Zie hier opnieuw de bevestiging van Isaäks erfgenaamschap. Maar dan ontmoetten de beide broers elkaar weer voor het eerst aan het graf van hun vader Abraham: ‘Toen gaf Abraham de geest en stierf in goede ouderdom, oud en van het leven verzadigd, en hij werd met zijn voorgeslacht verenigd. Isaäk en Ismaël, zijn zonen, begroeven hem in de grot van Machpela1, die tegenover Mamre ligt, op de akker van Efron, de zoon van Zohar, de Hethiet’ (Genesis 25:8-9).
Wonderlijk hoe de dood van Abraham de broers (hier beide als zonen van Abraham aangeduid) weer bijeenbrengt.

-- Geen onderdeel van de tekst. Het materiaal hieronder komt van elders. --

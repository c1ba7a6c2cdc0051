//! Test doubles for the transport and storage seams.
//!
//! These fakes let the reconnect logic, the error translation and the
//! sync gateway be exercised without a network or a database. They are
//! compiled into the library so integration tests and downstream crates
//! can reuse them.

use async_trait::async_trait;
use std::collections::{HashMap, HashSet, VecDeque};
use std::sync::atomic::{AtomicUsize, Ordering};
use std::sync::{Arc, Mutex};
use std::time::Duration;
use tonic::Status;

use crate::repository::{
    AgentRecord, AgentStateRepository, AgentStateTransaction, RepositoryError,
};
use crate::transport::{BoxError, DaemonConnector, DaemonTransport};
use fleet_proto as pb;

/// Scriptable in-memory daemon transport with a call counter.
#[derive(Default)]
pub struct FakeTransport {
    calls: AtomicUsize,
    reply_delay: Option<Duration>,
    failures: Mutex<VecDeque<Status>>,
    agents: Mutex<Vec<pb::AgentInfo>>,
    data_points: Mutex<Vec<pb::ResourceDataPoint>>,
    operation_rejection: Mutex<Option<String>>,
}

impl FakeTransport {
    pub fn new() -> Self {
        Self::default()
    }

    /// Delay every reply, e.g. to simulate a daemon slower than the call
    /// timeout. Pairs with `#[tokio::test(start_paused = true)]`.
    pub fn with_reply_delay(mut self, delay: Duration) -> Self {
        self.reply_delay = Some(delay);
        self
    }

    /// Number of RPCs issued against this transport.
    pub fn calls(&self) -> usize {
        self.calls.load(Ordering::SeqCst)
    }

    /// Queue a failure status; each queued status fails exactly one call,
    /// in order.
    pub fn fail_next_with(&self, status: Status) {
        self.failures.lock().unwrap().push_back(status);
    }

    /// Make every operate call report a business failure with `message`.
    pub fn reject_operations(&self, message: &str) {
        *self.operation_rejection.lock().unwrap() = Some(message.to_string());
    }

    pub fn set_agents(&self, agents: Vec<pb::AgentInfo>) {
        *self.agents.lock().unwrap() = agents;
    }

    pub fn set_data_points(&self, points: Vec<pb::ResourceDataPoint>) {
        *self.data_points.lock().unwrap() = points;
    }

    async fn begin_call(&self) -> Option<Status> {
        self.calls.fetch_add(1, Ordering::SeqCst);
        if let Some(delay) = self.reply_delay {
            tokio::time::sleep(delay).await;
        }
        self.failures.lock().unwrap().pop_front()
    }
}

#[async_trait]
impl DaemonTransport for FakeTransport {
    async fn list_agents(&self) -> Result<Vec<pb::AgentInfo>, Status> {
        if let Some(status) = self.begin_call().await {
            return Err(status);
        }
        Ok(self.agents.lock().unwrap().clone())
    }

    async fn operate_agent(
        &self,
        _request: pb::AgentOperationRequest,
    ) -> Result<pb::AgentOperationResponse, Status> {
        if let Some(status) = self.begin_call().await {
            return Err(status);
        }
        if let Some(message) = self.operation_rejection.lock().unwrap().clone() {
            return Ok(pb::AgentOperationResponse {
                success: false,
                error_message: message,
            });
        }
        Ok(pb::AgentOperationResponse {
            success: true,
            error_message: String::new(),
        })
    }

    async fn get_agent_metrics(
        &self,
        request: pb::AgentMetricsRequest,
    ) -> Result<pb::AgentMetricsResponse, Status> {
        if let Some(status) = self.begin_call().await {
            return Err(status);
        }
        Ok(pb::AgentMetricsResponse {
            agent_id: request.agent_id,
            data_points: self.data_points.lock().unwrap().clone(),
        })
    }
}

/// Connector handing out a shared [`FakeTransport`], with a dial counter
/// and an optional run of initial dial failures.
pub struct FakeConnector {
    transport: Arc<FakeTransport>,
    dials: AtomicUsize,
    dial_failures_remaining: AtomicUsize,
}

impl FakeConnector {
    pub fn new() -> Self {
        Self::with_transport(Arc::new(FakeTransport::new()))
    }

    pub fn with_transport(transport: Arc<FakeTransport>) -> Self {
        Self {
            transport,
            dials: AtomicUsize::new(0),
            dial_failures_remaining: AtomicUsize::new(0),
        }
    }

    /// Fail the first `n` dials before succeeding.
    pub fn fail_dials(self, n: usize) -> Self {
        self.dial_failures_remaining.store(n, Ordering::SeqCst);
        self
    }

    /// Number of connect attempts made through this connector.
    pub fn dials(&self) -> usize {
        self.dials.load(Ordering::SeqCst)
    }

    pub fn transport(&self) -> Arc<FakeTransport> {
        self.transport.clone()
    }
}

impl Default for FakeConnector {
    fn default() -> Self {
        Self::new()
    }
}

#[async_trait]
impl DaemonConnector for FakeConnector {
    async fn connect(&self, address: &str) -> Result<Arc<dyn DaemonTransport>, BoxError> {
        self.dials.fetch_add(1, Ordering::SeqCst);

        let should_fail = self
            .dial_failures_remaining
            .fetch_update(Ordering::SeqCst, Ordering::SeqCst, |v| v.checked_sub(1))
            .is_ok();
        if should_fail {
            return Err(format!("dial {} refused", address).into());
        }

        Ok(self.transport.clone() as Arc<dyn DaemonTransport>)
    }
}

#[derive(Default)]
struct SpyState {
    store: HashMap<(String, String), AgentRecord>,
    poisoned: HashSet<String>,
    begins: usize,
    finds: usize,
    inserts: usize,
    updates: usize,
    commits: usize,
}

/// Repository spy: a working in-memory store that counts every operation
/// and can poison specific agent ids to simulate per-record storage
/// failures.
#[derive(Default)]
pub struct SpyRepository {
    state: Arc<Mutex<SpyState>>,
}

impl SpyRepository {
    pub fn new() -> Self {
        Self::default()
    }

    /// Make any write touching `agent_id` fail with a storage error.
    pub fn poison(&self, agent_id: &str) {
        self.state
            .lock()
            .unwrap()
            .poisoned
            .insert(agent_id.to_string());
    }

    pub fn begins(&self) -> usize {
        self.state.lock().unwrap().begins
    }

    pub fn writes(&self) -> usize {
        let state = self.state.lock().unwrap();
        state.inserts + state.updates
    }

    pub fn commits(&self) -> usize {
        self.state.lock().unwrap().commits
    }

    /// Committed record for one agent, if any.
    pub fn get(&self, node_id: &str, agent_id: &str) -> Option<AgentRecord> {
        self.state
            .lock()
            .unwrap()
            .store
            .get(&(node_id.to_string(), agent_id.to_string()))
            .cloned()
    }

    /// Seed a committed record directly, bypassing the transaction path.
    pub fn seed(&self, record: AgentRecord) {
        let key = (record.node_id.clone(), record.agent_id.clone());
        self.state.lock().unwrap().store.insert(key, record);
    }

    pub fn len(&self) -> usize {
        self.state.lock().unwrap().store.len()
    }

    pub fn is_empty(&self) -> bool {
        self.len() == 0
    }
}

#[async_trait]
impl AgentStateRepository for SpyRepository {
    async fn begin(&self) -> Result<Box<dyn AgentStateTransaction>, RepositoryError> {
        self.state.lock().unwrap().begins += 1;
        Ok(Box::new(SpyTransaction {
            state: self.state.clone(),
            staged: HashMap::new(),
        }))
    }
}

struct SpyTransaction {
    state: Arc<Mutex<SpyState>>,
    staged: HashMap<(String, String), AgentRecord>,
}

#[async_trait]
impl AgentStateTransaction for SpyTransaction {
    async fn find(
        &mut self,
        node_id: &str,
        agent_id: &str,
    ) -> Result<Option<AgentRecord>, RepositoryError> {
        let key = (node_id.to_string(), agent_id.to_string());
        let mut state = self.state.lock().unwrap();
        state.finds += 1;
        if let Some(staged) = self.staged.get(&key) {
            return Ok(Some(staged.clone()));
        }
        Ok(state.store.get(&key).cloned())
    }

    async fn insert(&mut self, record: AgentRecord) -> Result<(), RepositoryError> {
        let mut state = self.state.lock().unwrap();
        state.inserts += 1;
        if state.poisoned.contains(&record.agent_id) {
            return Err(RepositoryError::Storage(format!(
                "simulated storage failure for agent {}",
                record.agent_id
            )));
        }
        drop(state);
        let key = (record.node_id.clone(), record.agent_id.clone());
        self.staged.insert(key, record);
        Ok(())
    }

    async fn update(&mut self, record: AgentRecord) -> Result<(), RepositoryError> {
        let mut state = self.state.lock().unwrap();
        state.updates += 1;
        if state.poisoned.contains(&record.agent_id) {
            return Err(RepositoryError::Storage(format!(
                "simulated storage failure for agent {}",
                record.agent_id
            )));
        }
        drop(state);
        let key = (record.node_id.clone(), record.agent_id.clone());
        self.staged.insert(key, record);
        Ok(())
    }

    async fn commit(self: Box<Self>) -> Result<(), RepositoryError> {
        let mut state = self.state.lock().unwrap();
        state.commits += 1;
        for (key, record) in self.staged {
            state.store.insert(key, record);
        }
        Ok(())
    }
}
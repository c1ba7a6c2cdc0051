//! End-to-end test of the inbound sync endpoint over a real gRPC channel.
//!
//! Boots the hub service on an ephemeral port and drives it with the
//! generated client, exercising the full wire contract.

use std::net::SocketAddr;
use std::sync::Arc;

use fleet_gateway::{AgentStatus, HubServer, MemoryAgentStateRepository, SyncGateway};
use fleet_proto as pb;
use fleet_proto::hub_service_client::HubServiceClient;
use tokio_stream::wrappers::TcpListenerStream;
use tonic::transport::Server;

async fn start_hub(repository: Arc<MemoryAgentStateRepository>) -> SocketAddr {
    let listener = tokio::net::TcpListener::bind("127.0.0.1:0").await.unwrap();
    let addr = listener.local_addr().unwrap();

    let service = HubServer::new(SyncGateway::new(repository)).into_service();
    tokio::spawn(async move {
        Server::builder()
            .add_service(service)
            .serve_with_incoming(TcpListenerStream::new(listener))
            .await
            .unwrap();
    });

    addr
}

#[tokio::test]
async fn test_sync_round_trip_over_grpc() {
    let repo = Arc::new(MemoryAgentStateRepository::new());
    let addr = start_hub(repo.clone()).await;

    let mut client = HubServiceClient::connect(format!("http://{}", addr))
        .await
        .unwrap();

    let response = client
        .sync_agent_states(pb::SyncAgentStatesRequest {
            node_id: "node-1".to_string(),
            states: vec![pb::AgentState {
                agent_id: "a-1".to_string(),
                status: "running".to_string(),
                pid: 7,
                last_heartbeat: 1_700_000_000,
            }],
        })
        .await
        .unwrap()
        .into_inner();

    assert!(response.success);
    assert_eq!(response.message, "synced 1/1 states");

    let stored = repo.get("node-1", "a-1").unwrap();
    assert_eq!(stored.status, AgentStatus::Running);
    assert_eq!(stored.pid, 7);
}

#[tokio::test]
async fn test_missing_node_id_is_invalid_argument_on_the_wire() {
    let repo = Arc::new(MemoryAgentStateRepository::new());
    let addr = start_hub(repo.clone()).await;

    let mut client = HubServiceClient::connect(format!("http://{}", addr))
        .await
        .unwrap();

    let status = client
        .sync_agent_states(pb::SyncAgentStatesRequest {
            node_id: String::new(),
            states: vec![pb::AgentState::default()],
        })
        .await
        .unwrap_err();

    assert_eq!(status.code(), tonic::Code::InvalidArgument);
    assert!(repo.is_empty());
}

#[tokio::test]
async fn test_empty_batch_is_success_on_the_wire() {
    let repo = Arc::new(MemoryAgentStateRepository::new());
    let addr = start_hub(repo).await;

    let mut client = HubServiceClient::connect(format!("http://{}", addr))
        .await
        .unwrap();

    let response = client
        .sync_agent_states(pb::SyncAgentStatesRequest {
            node_id: "node-1".to_string(),
            states: vec![],
        })
        .await
        .unwrap()
        .into_inner();

    assert!(response.success);
    assert_eq!(response.message, "no states to sync");
}
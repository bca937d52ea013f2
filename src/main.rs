use std::sync::Arc;
use anyhow::Context;
use price_poller::api::{ApiState, ConfigApi, create_router};
use price_poller::config::AppConfig;
use price_poller::core::bootstrap::bootstrap;
use price_poller::core::PollScheduler;
use price_poller::event_log::{KafkaSamplePublisher, LogPublisher};
use price_poller::interfaces::EventPublisher;
use price_poller::observability::metrics::register_metrics;
use price_poller::observability::tracing::init_tracing;
use price_poller::price_infra::connectors::rest::RestQuoteConnector;
use price_poller::storage::Storage;
use tokio::net::TcpListener;

#[tokio::main]
async fn main() -> anyhow::Result<()> {
    let env = std::env::var("PRICE_POLLER_ENV").unwrap_or_else(|_| "development".to_string());
    let config = AppConfig::load(&env).context("loading configuration")?;

    init_tracing(&config.logging)?;
    register_metrics()?;
    tracing::info!(env = %env, "Starting price poller");

    let storage = Storage::open(&config.database).await.context("opening storage")?;

    let source = RestQuoteConnector::new(&config.quote_source)?;
    tracing::info!(source = source.source_id(), "Quote source configured");

    let publisher: Arc<dyn EventPublisher> = match &config.kafka {
        Some(kafka) => {
            tracing::info!(brokers = %kafka.brokers, topic = %kafka.topic, "Publishing samples to Kafka");
            Arc::new(KafkaSamplePublisher::new(kafka)?)
        }
        None => Arc::new(LogPublisher),
    };

    let scheduler = Arc::new(PollScheduler::new(
        Arc::new(source),
        storage.sink.clone(),
        publisher,
        config.poller.timeouts(),
    ));

    let default = config.poller.default_poll_config()?;
    bootstrap(storage.config_store.as_ref(), &scheduler, &default)
        .await
        .context("bootstrapping poll scheduler")?;

    let state = Arc::new(ApiState {
        config_api: ConfigApi::new(storage.config_store.clone(), scheduler.clone()),
        scheduler: scheduler.clone(),
        history: storage.history.clone(),
    });

    let listener = TcpListener::bind(&config.server.bind_addr)
        .await
        .with_context(|| format!("binding {}", config.server.bind_addr))?;
    tracing::info!(addr = %config.server.bind_addr, "HTTP API listening");

    axum::serve(listener, create_router(state))
        .with_graceful_shutdown(shutdown_signal())
        .await?;

    scheduler.shutdown().await;
    Ok(())
}

async fn shutdown_signal() {
    if let Err(e) = tokio::signal::ctrl_c().await {
        tracing::error!(error = %e, "Failed to listen for shutdown signal");
        std::future::pending::<()>().await;
    }
    tracing::info!("Shutdown signal received");
}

Misschien dat we hierin een heenwijzing mogen zien naar de dood van de Zoon van Abraham (Matteüs 1:1), Die de basis is voor de toekomstige verzoening tussen deze broedervolken en de volle vervulling van Gods beloften aan hen.
Als we voorts bedenken dat ‘de sluier’ een van de meest opvallende kenmerken van het islamitische straatbeeld vormt, is het dan niet wonderlijk om in de profetie van Jesaja 25 te lezen: ‘En Hij zal op deze berg verslinden de sluier waarmee het gezicht van alle volken omsluierd is, en de bedekking waarmee alle naties bedekt zijn’ (vers 7)? Wat een dag zal dat zijn!
Ton Stier
1 Machpela is de plaats die Abraham kocht om Sara in te begraven, en waar later ook Abraham, Isaäk, Rebekka, Lea en Jakob werden begraven (Genesis 49:29-31).